Task requirements |
Which lines of the material contain the word "collapsed"? Show each one.
== Segment start ==
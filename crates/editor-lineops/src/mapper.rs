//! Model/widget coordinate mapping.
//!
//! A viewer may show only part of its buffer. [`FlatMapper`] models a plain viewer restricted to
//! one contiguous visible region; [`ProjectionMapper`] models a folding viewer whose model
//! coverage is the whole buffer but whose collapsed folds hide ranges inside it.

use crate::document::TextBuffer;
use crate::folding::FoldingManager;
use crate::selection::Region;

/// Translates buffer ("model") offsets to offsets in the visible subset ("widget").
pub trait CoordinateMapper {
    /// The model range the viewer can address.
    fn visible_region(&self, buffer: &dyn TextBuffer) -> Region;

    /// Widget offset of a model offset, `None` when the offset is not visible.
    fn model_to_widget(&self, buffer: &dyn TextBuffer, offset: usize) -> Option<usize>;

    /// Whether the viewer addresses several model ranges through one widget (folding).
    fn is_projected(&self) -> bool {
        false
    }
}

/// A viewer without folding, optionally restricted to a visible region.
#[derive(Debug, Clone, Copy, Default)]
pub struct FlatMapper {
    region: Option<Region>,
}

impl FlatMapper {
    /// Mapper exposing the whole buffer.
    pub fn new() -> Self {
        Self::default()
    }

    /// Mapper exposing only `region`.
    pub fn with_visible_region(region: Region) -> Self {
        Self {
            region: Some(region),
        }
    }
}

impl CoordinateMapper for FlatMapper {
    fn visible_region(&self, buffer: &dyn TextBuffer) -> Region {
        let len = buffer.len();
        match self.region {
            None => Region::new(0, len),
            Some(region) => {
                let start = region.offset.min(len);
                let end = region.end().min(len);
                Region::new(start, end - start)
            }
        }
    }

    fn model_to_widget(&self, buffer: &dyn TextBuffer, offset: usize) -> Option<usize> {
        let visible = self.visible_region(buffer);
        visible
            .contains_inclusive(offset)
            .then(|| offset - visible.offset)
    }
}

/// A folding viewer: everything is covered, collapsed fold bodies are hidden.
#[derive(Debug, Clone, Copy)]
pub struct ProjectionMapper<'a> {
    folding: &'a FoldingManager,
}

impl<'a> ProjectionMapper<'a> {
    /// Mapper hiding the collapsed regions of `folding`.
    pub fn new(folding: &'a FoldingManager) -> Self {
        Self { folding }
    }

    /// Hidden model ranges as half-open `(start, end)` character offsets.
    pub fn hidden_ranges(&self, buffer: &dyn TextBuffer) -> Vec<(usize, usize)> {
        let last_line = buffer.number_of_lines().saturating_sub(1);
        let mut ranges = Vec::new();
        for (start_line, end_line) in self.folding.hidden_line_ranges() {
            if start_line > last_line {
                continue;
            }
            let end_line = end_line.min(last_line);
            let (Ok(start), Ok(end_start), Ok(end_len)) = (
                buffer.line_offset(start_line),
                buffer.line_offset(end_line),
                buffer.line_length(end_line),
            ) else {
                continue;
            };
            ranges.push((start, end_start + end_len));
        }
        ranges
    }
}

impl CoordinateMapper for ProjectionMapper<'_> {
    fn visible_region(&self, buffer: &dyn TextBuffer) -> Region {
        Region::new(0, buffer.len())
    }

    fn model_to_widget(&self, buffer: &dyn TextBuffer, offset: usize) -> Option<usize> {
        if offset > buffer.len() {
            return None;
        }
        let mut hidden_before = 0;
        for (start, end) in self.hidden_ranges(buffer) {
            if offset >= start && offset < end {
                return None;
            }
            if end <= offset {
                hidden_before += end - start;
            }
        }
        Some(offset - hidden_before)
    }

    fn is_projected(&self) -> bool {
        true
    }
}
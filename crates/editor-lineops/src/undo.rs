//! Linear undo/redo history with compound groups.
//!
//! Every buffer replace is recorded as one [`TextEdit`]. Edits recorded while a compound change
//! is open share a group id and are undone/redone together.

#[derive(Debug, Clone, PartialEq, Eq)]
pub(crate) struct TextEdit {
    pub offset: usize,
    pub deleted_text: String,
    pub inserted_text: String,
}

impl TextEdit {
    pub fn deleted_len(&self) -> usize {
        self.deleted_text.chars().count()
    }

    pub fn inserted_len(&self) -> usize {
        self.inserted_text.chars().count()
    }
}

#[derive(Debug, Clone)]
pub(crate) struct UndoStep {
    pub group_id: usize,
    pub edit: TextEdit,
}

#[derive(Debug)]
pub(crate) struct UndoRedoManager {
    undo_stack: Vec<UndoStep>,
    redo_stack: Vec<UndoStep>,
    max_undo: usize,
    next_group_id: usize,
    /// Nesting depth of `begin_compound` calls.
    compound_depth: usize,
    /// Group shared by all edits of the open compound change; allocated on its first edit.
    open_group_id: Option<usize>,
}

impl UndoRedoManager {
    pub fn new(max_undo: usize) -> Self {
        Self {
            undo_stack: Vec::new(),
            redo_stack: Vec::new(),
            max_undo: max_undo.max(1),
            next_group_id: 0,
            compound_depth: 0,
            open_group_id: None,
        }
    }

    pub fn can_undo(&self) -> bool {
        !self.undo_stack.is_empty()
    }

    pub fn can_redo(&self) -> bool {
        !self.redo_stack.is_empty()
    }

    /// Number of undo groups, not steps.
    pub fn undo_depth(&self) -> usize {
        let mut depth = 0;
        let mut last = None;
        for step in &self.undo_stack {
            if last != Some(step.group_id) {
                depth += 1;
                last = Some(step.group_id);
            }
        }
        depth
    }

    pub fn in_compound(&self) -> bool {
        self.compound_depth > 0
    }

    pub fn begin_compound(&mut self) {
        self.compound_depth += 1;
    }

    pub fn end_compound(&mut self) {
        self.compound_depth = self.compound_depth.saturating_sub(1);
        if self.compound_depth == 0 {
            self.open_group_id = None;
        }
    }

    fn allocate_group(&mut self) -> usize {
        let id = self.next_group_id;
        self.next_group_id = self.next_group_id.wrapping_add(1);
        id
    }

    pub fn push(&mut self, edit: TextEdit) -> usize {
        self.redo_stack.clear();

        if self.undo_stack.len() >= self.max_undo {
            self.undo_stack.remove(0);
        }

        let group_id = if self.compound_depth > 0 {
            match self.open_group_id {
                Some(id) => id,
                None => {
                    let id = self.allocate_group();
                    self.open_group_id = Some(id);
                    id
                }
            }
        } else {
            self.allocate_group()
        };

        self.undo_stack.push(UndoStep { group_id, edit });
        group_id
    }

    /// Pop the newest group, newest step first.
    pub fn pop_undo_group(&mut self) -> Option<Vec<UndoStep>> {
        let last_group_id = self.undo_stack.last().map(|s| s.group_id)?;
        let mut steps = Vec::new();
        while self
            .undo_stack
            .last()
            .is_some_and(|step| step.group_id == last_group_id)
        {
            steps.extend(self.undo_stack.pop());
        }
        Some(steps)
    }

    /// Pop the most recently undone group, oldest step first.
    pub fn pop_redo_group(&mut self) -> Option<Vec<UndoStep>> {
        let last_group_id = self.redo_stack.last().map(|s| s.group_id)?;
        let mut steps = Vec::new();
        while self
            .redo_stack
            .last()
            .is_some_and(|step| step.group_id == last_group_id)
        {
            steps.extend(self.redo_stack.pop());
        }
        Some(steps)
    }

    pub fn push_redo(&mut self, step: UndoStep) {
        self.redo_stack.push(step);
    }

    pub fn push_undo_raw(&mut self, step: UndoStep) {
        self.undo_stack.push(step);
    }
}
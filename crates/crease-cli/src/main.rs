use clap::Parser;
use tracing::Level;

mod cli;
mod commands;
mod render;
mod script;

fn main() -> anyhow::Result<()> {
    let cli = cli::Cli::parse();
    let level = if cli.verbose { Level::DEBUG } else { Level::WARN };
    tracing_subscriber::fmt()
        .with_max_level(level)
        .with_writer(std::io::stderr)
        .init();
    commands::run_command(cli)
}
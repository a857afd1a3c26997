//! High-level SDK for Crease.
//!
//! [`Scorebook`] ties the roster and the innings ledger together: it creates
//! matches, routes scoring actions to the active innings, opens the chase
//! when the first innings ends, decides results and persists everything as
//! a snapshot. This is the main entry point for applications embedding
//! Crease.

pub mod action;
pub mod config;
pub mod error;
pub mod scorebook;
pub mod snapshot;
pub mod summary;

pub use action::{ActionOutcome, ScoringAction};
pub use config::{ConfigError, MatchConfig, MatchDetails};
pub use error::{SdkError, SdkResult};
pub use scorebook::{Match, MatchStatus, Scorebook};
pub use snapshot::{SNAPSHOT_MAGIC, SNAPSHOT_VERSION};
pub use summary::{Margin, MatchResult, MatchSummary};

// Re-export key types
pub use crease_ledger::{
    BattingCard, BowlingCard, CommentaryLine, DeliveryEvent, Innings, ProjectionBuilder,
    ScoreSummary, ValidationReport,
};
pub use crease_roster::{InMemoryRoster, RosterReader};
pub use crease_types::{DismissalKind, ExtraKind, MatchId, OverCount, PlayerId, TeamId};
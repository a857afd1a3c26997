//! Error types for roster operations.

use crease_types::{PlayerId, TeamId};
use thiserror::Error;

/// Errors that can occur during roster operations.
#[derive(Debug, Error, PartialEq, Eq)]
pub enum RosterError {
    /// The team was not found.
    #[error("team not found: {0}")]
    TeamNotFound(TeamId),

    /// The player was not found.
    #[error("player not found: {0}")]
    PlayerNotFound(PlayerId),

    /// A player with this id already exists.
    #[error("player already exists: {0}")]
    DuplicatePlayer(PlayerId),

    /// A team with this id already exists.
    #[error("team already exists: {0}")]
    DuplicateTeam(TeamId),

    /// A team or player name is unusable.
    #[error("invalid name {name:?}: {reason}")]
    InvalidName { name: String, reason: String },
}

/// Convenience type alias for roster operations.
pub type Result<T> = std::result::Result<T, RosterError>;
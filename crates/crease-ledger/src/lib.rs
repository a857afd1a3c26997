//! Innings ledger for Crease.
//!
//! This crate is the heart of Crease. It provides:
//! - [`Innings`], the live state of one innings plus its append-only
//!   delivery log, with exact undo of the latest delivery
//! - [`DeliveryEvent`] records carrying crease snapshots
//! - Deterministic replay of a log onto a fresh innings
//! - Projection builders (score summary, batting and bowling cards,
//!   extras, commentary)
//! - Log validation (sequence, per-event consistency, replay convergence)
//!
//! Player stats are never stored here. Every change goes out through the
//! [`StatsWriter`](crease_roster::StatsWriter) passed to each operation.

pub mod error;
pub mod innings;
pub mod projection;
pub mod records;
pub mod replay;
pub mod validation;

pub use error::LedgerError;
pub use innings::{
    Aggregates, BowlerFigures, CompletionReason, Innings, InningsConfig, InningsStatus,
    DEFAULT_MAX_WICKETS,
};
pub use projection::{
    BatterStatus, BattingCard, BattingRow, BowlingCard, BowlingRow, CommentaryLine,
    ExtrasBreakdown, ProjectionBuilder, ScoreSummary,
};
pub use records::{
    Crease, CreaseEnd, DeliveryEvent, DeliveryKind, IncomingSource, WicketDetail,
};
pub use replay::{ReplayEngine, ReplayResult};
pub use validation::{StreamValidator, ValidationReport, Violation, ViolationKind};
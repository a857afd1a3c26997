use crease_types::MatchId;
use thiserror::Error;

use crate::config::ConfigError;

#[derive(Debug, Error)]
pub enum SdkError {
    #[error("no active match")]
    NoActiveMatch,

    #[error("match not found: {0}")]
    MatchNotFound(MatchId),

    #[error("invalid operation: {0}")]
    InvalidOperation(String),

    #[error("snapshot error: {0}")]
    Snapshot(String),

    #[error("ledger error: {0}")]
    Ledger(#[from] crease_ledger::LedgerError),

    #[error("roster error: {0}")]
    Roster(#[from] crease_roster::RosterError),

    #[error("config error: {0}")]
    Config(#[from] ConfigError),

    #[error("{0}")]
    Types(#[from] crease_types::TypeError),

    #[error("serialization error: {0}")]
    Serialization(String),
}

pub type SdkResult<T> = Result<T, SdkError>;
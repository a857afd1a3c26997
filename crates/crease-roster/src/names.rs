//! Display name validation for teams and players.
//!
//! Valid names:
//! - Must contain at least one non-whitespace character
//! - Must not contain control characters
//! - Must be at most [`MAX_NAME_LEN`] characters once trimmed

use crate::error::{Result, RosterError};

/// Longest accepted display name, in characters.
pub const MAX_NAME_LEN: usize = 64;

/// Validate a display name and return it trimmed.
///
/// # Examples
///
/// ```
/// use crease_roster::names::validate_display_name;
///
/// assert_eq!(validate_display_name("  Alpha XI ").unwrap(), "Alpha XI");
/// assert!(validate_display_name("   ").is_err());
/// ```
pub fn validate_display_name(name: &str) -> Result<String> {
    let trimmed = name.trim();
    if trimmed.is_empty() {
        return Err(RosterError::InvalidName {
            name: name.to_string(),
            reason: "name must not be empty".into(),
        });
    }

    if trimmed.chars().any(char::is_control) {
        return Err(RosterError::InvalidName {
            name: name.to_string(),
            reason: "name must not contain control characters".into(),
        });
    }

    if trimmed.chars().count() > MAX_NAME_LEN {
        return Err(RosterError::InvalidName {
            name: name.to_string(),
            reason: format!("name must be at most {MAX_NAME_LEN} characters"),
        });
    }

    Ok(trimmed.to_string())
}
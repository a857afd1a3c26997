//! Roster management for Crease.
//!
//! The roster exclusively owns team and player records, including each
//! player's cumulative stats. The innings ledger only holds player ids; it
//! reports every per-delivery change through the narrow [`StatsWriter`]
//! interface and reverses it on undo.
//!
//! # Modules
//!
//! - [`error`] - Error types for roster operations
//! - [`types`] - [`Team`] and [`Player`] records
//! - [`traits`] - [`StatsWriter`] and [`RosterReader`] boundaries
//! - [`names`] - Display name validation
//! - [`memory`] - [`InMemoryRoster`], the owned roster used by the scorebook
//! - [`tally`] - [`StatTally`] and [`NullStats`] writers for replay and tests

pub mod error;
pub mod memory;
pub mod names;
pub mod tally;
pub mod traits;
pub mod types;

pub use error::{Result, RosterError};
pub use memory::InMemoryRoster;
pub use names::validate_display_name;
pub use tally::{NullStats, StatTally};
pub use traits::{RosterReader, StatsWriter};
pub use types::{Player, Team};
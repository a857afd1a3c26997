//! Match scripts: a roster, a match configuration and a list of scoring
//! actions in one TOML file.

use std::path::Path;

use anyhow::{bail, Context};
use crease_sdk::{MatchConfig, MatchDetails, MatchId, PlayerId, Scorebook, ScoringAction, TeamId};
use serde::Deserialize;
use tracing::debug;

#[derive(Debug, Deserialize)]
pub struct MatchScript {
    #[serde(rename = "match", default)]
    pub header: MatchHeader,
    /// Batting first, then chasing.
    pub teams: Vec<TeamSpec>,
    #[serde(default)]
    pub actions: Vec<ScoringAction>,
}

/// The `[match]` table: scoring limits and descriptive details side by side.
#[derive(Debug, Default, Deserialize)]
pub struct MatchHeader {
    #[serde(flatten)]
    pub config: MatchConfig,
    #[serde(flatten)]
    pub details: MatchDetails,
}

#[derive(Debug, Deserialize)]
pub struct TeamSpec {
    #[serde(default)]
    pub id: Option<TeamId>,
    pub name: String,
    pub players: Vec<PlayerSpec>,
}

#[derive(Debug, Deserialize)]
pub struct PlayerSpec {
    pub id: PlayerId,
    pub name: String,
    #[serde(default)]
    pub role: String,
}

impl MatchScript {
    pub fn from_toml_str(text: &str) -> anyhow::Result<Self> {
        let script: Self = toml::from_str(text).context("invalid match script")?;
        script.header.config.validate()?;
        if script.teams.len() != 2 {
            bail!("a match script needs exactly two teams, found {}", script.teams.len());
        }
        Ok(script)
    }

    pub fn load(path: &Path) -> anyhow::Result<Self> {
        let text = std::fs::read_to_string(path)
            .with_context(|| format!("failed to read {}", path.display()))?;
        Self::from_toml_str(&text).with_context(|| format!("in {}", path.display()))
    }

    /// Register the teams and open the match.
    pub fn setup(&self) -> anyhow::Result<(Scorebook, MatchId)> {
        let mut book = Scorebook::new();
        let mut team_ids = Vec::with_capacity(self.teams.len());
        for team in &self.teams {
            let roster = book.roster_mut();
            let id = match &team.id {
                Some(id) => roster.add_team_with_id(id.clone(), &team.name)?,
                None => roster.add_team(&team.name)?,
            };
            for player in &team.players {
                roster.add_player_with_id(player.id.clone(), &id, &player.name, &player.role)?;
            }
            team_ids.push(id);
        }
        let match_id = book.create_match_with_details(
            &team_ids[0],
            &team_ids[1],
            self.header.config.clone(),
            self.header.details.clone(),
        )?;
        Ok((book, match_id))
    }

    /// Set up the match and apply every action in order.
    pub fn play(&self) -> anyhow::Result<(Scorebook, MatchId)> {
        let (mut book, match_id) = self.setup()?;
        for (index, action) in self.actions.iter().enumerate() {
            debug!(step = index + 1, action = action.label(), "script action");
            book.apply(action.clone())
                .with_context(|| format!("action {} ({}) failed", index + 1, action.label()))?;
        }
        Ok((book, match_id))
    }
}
== Segment end ==
Task answer |
//! coverage is the whole buffer but whose collapsed folds hide ranges inside it.
/// A folding viewer: everything is covered, collapsed fold bodies are hidden.
    /// Mapper hiding the collapsed regions of `folding`.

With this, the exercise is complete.